Brain basis of Stuttering

Developmental stuttering (i.e., stuttering that develops ‘naturally’ in childhood) is not associated with brain injury or low cognitive functioning. However, stuttering has been associated with signal abnormalities in the brain, nerves and muscles.17

 

Over the past 20 years, there has been an increased interest in the neural basis of stuttering. Studies increasingly explore the functional brain differences between those who do and don’t stutter.
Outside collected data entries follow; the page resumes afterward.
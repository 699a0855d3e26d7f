//! Shared helpers for driving a real server over QUIC.

#![allow(dead_code)]

use bytes::BytesMut;
use huddle_api::proto::{self, envelope::Payload, server_event::Kind, Envelope};
use huddle_server::{Config, Persistence, PasswordVerifier, Server, Settings};
use prost::Message;
use quinn::crypto::rustls::QuicClientConfig;
use quinn::{ClientConfig, Connection, Endpoint, RecvStream, SendStream};
use rustls::pki_types::{CertificateDer, PrivateKeyDer, PrivatePkcs8KeyDer};
use std::{net::SocketAddr, sync::Arc, time::Duration};
use tokio::task::JoinHandle;

pub const PASSWORD: &str = "correct horse";
const WAIT: Duration = Duration::from_secs(5);

pub fn self_signed() -> (CertificateDer<'static>, PrivateKeyDer<'static>) {
    let ck = rcgen::generate_simple_self_signed(vec!["localhost".to_string()]).unwrap();
    let cert = ck.cert.der().clone();
    let key = PrivateKeyDer::Pkcs8(PrivatePkcs8KeyDer::from(ck.signing_key.serialize_der()));
    (cert, key)
}

pub struct TestServer {
    pub addr: SocketAddr,
    pub cert: CertificateDer<'static>,
    pub server: Arc<Server>,
    task: JoinHandle<()>,
}

impl TestServer {
    pub async fn start() -> Self {
        Self::start_with(Settings::default()).await
    }

    pub async fn start_with(settings: Settings) -> Self {
        let (cert, key) = self_signed();
        let store = Arc::new(Persistence::in_memory().unwrap());
        let config = Config {
            bind: "127.0.0.1:0".parse().unwrap(),
            certs: vec![cert.clone()],
            key,
            data_dir: None,
            settings,
        };
        let server = Arc::new(
            Server::with_collaborators(
                config,
                store.clone(),
                Arc::new(PasswordVerifier::with_cost(store.clone(), 4)),
                store,
            )
            .unwrap(),
        );
        let addr = server.local_addr().unwrap();
        let runner = server.clone();
        let task = tokio::spawn(async move {
            runner.run().await.unwrap();
        });
        Self {
            addr,
            cert,
            server,
            task,
        }
    }

    pub fn client_endpoint(&self, alpn: &[u8]) -> Endpoint {
        let mut roots = rustls::RootCertStore::empty();
        roots.add(self.cert.clone()).unwrap();
        let mut tls = rustls::ClientConfig::builder_with_provider(rustls::crypto::ring::default_provider().into())
            .with_protocol_versions(&[&rustls::version::TLS13])
            .unwrap()
            .with_root_certificates(roots)
            .with_no_client_auth();
        tls.alpn_protocols = vec![alpn.to_vec()];
        let crypto = QuicClientConfig::try_from(Arc::new(tls)).unwrap();
        let mut endpoint = Endpoint::client("127.0.0.1:0".parse().unwrap()).unwrap();
        endpoint.set_default_client_config(ClientConfig::new(Arc::new(crypto)));
        endpoint
    }

    /// Wait until the server's client table has `n` entries.
    pub async fn wait_for_clients(&self, n: usize) {
        tokio::time::timeout(WAIT, async {
            while self.server.state().client_count() != n {
                tokio::time::sleep(Duration::from_millis(10)).await;
            }
        })
        .await
        .expect("client count never settled");
    }

    pub async fn stop(self) {
        self.server.close();
        let _ = tokio::time::timeout(WAIT, self.task).await;
    }
}

pub struct TestClient {
    pub conn: Connection,
    send: SendStream,
    recv: RecvStream,
    buf: BytesMut,
    _endpoint: Endpoint,
}

impl TestClient {
    /// Open a connection and its stream without saying hello.
    pub async fn connect(server: &TestServer) -> Self {
        let endpoint = server.client_endpoint(huddle_api::ALPN);
        let conn = endpoint.connect(server.addr, "localhost").unwrap().await.unwrap();
        let (send, recv) = conn.open_bi().await.unwrap();
        Self {
            conn,
            send,
            recv,
            buf: BytesMut::new(),
            _endpoint: endpoint,
        }
    }

    /// Register `username` and return the logged-in client.
    pub async fn register(server: &TestServer, username: &str) -> Self {
        let mut client = Self::connect(server).await;
        client.hello(username, PASSWORD, true).await;
        let hello = client.expect_server_hello().await;
        assert_eq!(hello.username, username);
        client
    }

    pub async fn hello(&mut self, username: &str, password: &str, register: bool) {
        self.request(Payload::ClientHello(proto::ClientHello {
            username: username.to_string(),
            password: password.to_string(),
            register,
        }))
        .await;
    }

    pub async fn request(&mut self, payload: Payload) {
        let frame = huddle_api::encode_frame(&huddle_api::request(payload));
        self.send.write_all(&frame).await.unwrap();
    }

    /// Write bytes that need not be a valid frame.
    pub async fn write_raw(&mut self, bytes: &[u8]) {
        self.send.write_all(bytes).await.unwrap();
    }

    pub async fn join(&mut self, code: &str) {
        self.request(Payload::JoinRoom(proto::JoinRoom {
            code: code.to_string(),
        }))
        .await;
    }

    pub async fn chat(&mut self, room_code: &str, text: &str) {
        self.request(Payload::ChatMessage(proto::ChatMessage {
            room_code: room_code.to_string(),
            text: text.to_string(),
        }))
        .await;
    }

    /// Create a room and return its code.
    pub async fn create_room(&mut self, name: &str) -> String {
        self.request(Payload::CreateRoom(proto::CreateRoom {
            name: name.to_string(),
        }))
        .await;
        match self.next_event().await {
            Kind::RoomCreated(created) => created.code,
            other => panic!("expected RoomCreated, got {other:?}"),
        }
    }

    /// Next envelope with a payload, or `None` if the server finished the stream.
    pub async fn next_envelope(&mut self) -> Option<Envelope> {
        tokio::time::timeout(WAIT, self.read_envelope())
            .await
            .expect("timed out waiting for the server")
    }

    async fn read_envelope(&mut self) -> Option<Envelope> {
        loop {
            while let Some(frame) = huddle_api::try_decode_frame(&mut self.buf).unwrap() {
                let env = Envelope::decode(&*frame).unwrap();
                // Empty envelopes are health checks.
                if env.payload.is_some() {
                    return Some(env);
                }
            }
            let mut chunk = [0u8; 1024];
            match self.recv.read(&mut chunk).await {
                Ok(Some(n)) => self.buf.extend_from_slice(&chunk[..n]),
                Ok(None) | Err(_) => return None,
            }
        }
    }

    pub async fn expect_server_hello(&mut self) -> proto::ServerHello {
        match self.next_envelope().await {
            Some(Envelope {
                payload: Some(Payload::ServerHello(hello)),
            }) => hello,
            other => panic!("expected ServerHello, got {other:?}"),
        }
    }

    pub async fn next_event(&mut self) -> Kind {
        match self.next_envelope().await {
            Some(Envelope {
                payload: Some(Payload::ServerEvent(proto::ServerEvent { kind: Some(kind) })),
            }) => kind,
            other => panic!("expected a server event, got {other:?}"),
        }
    }

    pub async fn expect_system(&mut self, text: &str) {
        assert_eq!(
            self.next_event().await,
            Kind::System(proto::SystemNotice {
                text: text.to_string()
            })
        );
    }

    pub async fn expect_error(&mut self, kind: proto::ErrorKind) -> proto::CommandError {
        match self.next_event().await {
            Kind::Error(err) => {
                assert_eq!(err.kind(), kind, "unexpected error: {}", err.message);
                err
            }
            other => panic!("expected an error, got {other:?}"),
        }
    }

    /// Assert nothing arrives for a short while.
    pub async fn expect_silence(&mut self) {
        let result = tokio::time::timeout(Duration::from_millis(300), self.read_envelope()).await;
        assert!(result.is_err(), "expected silence, got {result:?}");
    }

    /// Assert the server finished the stream.
    pub async fn expect_end(&mut self) {
        assert_eq!(self.next_envelope().await, None);
    }
}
Overall, evidence suggests that stuttering is associated with differences in the circuits or pathways of the brain that control the planning and production of sound sequences.17 These pathways are important for fluent speech.

 

A detailed 2018 review of the literature highlighted several patterns seen across existing brain imaging studies, showing stuttering may be associated with:

  1. Altered ability to integrate information about speech sounds between motor, planning and auditory feedback areas of the brain.18-21
  2. Altered activity in the primary motor cortex that may be influenced by poorer links to speech planning areas.22-23 The primary motor cortex controls muscle movements, like walking, jumping, and also speaking.
  3. Altered interaction between “cortical and sub-cortical regions … that are linked to both rhythm and speech processing”.17, 24-26 These are the skills that enable a speaker to produce naturally fluent speech that follows the expected intonation patterns and rhythms of spoken language.

 

Research is ongoing in this area of stuttering. Researchers are also researching the links between brain differences and the genetic causes of stuttering. Broadly speaking, as knowledge expands in this area, researchers and clinicians hope to better predict the onset and persistence of stuttering. This information can then help to develop targeted and effective interventions.